Stored data entries
# # # # # # #

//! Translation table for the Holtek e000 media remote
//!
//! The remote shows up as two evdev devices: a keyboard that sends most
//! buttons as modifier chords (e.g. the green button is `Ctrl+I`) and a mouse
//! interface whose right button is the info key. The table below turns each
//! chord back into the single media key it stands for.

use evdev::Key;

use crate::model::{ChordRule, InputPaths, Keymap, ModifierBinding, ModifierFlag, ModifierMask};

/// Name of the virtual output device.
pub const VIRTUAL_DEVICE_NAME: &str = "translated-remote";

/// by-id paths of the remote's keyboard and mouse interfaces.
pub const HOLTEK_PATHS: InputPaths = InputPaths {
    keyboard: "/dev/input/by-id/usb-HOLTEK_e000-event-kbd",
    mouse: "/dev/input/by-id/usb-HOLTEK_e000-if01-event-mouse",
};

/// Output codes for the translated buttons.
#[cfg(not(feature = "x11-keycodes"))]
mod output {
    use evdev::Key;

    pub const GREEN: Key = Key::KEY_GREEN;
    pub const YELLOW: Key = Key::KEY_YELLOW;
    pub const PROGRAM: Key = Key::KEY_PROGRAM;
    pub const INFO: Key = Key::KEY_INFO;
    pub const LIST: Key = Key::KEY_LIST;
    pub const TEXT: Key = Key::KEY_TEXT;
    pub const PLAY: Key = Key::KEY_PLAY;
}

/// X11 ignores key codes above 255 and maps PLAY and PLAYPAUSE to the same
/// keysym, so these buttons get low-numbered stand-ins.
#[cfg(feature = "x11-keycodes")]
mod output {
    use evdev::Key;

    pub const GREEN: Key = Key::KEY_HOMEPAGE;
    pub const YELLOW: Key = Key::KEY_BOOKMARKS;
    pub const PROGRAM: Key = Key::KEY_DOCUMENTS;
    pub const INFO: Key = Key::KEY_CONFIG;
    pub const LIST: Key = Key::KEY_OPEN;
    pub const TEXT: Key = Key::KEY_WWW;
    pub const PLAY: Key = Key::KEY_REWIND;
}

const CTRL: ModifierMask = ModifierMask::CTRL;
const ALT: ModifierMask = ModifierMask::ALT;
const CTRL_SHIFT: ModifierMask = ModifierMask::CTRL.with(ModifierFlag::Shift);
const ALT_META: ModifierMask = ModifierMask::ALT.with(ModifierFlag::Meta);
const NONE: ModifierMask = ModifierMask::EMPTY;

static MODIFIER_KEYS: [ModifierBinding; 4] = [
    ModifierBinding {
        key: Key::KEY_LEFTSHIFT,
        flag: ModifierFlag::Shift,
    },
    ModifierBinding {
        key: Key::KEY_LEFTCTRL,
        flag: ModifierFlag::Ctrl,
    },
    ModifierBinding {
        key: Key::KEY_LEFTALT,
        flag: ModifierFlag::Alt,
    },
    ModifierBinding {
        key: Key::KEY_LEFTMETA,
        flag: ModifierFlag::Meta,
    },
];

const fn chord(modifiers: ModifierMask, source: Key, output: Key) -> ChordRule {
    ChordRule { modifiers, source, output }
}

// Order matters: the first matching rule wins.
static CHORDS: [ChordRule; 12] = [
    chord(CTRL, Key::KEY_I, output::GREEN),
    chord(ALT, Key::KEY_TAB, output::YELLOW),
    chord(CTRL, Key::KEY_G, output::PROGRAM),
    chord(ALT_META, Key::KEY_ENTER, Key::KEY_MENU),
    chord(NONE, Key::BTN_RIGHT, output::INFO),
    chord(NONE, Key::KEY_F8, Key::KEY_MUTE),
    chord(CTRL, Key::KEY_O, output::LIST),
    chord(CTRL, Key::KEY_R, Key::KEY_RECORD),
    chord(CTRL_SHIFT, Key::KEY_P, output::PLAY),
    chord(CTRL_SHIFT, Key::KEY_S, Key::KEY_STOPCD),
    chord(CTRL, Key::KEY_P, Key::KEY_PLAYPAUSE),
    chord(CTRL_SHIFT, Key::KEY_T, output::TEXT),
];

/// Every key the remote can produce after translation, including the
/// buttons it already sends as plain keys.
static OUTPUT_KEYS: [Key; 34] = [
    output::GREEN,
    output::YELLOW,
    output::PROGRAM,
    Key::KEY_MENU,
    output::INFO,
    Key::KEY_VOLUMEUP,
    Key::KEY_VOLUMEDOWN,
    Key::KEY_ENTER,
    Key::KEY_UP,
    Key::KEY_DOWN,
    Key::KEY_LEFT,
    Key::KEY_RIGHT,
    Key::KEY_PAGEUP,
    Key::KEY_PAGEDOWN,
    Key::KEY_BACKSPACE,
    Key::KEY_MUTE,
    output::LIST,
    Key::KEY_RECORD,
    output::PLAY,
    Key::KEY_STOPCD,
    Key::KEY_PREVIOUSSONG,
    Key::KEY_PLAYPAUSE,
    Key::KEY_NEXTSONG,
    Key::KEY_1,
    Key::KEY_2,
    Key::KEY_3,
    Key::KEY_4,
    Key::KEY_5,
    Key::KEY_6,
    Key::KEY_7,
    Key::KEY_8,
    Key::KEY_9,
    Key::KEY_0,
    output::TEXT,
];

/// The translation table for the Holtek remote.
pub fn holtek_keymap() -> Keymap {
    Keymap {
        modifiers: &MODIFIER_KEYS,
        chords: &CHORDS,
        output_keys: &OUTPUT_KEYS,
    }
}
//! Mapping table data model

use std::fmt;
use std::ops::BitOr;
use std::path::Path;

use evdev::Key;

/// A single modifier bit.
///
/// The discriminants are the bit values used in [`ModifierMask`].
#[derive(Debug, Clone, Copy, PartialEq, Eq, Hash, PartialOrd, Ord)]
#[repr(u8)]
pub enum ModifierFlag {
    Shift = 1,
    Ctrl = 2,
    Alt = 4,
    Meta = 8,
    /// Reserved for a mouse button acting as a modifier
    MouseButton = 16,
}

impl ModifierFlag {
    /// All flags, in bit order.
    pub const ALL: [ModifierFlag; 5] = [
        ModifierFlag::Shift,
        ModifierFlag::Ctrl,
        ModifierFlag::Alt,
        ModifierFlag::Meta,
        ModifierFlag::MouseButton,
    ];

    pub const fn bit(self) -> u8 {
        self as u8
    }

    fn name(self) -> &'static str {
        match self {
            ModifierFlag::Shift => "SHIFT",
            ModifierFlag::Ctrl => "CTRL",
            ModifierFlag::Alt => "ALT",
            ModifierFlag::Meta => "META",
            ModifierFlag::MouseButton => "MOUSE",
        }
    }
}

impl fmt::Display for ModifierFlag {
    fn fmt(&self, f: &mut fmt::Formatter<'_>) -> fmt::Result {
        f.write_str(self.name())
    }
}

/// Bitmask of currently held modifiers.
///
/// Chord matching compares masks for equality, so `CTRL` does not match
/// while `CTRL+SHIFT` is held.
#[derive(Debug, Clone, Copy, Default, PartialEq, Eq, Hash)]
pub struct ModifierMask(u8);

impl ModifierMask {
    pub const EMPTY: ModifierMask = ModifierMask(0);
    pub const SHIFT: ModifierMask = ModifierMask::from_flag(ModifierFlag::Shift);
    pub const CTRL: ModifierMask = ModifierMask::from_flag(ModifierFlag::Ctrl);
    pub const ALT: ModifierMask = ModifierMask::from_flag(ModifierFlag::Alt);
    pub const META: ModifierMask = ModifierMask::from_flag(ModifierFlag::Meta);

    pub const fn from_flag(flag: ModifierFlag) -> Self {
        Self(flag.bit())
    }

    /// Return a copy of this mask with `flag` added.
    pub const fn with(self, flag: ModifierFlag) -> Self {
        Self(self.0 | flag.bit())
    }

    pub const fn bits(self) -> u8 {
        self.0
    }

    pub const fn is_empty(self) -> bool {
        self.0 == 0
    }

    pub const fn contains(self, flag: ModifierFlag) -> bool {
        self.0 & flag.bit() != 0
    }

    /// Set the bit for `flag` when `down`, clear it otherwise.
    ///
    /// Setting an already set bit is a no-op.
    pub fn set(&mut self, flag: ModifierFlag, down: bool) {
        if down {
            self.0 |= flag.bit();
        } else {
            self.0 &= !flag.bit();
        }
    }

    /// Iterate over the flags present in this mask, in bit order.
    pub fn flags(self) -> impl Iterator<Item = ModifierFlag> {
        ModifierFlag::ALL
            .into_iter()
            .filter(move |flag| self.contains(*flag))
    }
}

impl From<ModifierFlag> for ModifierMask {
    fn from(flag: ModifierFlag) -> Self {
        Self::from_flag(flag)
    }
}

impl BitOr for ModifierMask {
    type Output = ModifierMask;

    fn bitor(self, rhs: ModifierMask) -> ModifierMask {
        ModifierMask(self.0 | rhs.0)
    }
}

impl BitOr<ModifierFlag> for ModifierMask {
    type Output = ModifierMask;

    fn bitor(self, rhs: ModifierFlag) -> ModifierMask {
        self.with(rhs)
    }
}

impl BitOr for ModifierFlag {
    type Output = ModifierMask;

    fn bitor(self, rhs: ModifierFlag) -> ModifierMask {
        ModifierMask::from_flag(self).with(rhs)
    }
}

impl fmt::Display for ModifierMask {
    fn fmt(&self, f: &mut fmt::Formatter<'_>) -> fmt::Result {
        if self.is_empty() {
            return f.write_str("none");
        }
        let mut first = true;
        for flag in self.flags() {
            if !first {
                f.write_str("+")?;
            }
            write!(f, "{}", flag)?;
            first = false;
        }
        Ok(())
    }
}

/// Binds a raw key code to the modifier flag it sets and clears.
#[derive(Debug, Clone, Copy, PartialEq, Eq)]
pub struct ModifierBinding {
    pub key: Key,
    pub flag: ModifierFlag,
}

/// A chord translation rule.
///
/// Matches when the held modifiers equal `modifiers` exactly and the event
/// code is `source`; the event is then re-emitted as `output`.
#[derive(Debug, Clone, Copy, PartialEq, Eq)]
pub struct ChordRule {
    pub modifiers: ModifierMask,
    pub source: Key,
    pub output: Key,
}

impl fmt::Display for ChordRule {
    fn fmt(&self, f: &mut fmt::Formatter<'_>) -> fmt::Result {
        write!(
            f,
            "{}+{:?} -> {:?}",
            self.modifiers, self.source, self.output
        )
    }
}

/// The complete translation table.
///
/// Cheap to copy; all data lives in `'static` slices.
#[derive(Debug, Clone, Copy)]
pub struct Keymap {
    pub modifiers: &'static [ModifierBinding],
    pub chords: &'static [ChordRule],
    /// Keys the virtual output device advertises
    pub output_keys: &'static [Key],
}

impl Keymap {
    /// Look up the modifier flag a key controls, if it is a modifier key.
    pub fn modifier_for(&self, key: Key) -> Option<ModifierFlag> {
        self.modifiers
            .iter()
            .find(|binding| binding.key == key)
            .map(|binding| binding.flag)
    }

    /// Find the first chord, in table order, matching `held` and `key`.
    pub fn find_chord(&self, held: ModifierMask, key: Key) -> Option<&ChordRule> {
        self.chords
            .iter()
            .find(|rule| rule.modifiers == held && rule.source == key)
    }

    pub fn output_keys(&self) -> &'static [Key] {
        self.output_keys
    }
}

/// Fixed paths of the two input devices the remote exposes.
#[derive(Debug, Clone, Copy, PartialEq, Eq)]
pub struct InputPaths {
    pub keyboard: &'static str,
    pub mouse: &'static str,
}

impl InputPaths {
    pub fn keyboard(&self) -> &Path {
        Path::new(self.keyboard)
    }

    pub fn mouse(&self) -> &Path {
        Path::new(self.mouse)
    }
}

# # # # # # #

→ **Work task**
The required output is the entries from their opening line through the line holding "below turns each", repeated exactly, with both end lines kept.

→ **Final answer**
//! Translation table for the Holtek e000 media remote
//!
//! The remote shows up as two evdev devices: a keyboard that sends most
//! buttons as modifier chords (e.g. the green button is `Ctrl+I`) and a mouse
//! interface whose right button is the info key. The table below turns each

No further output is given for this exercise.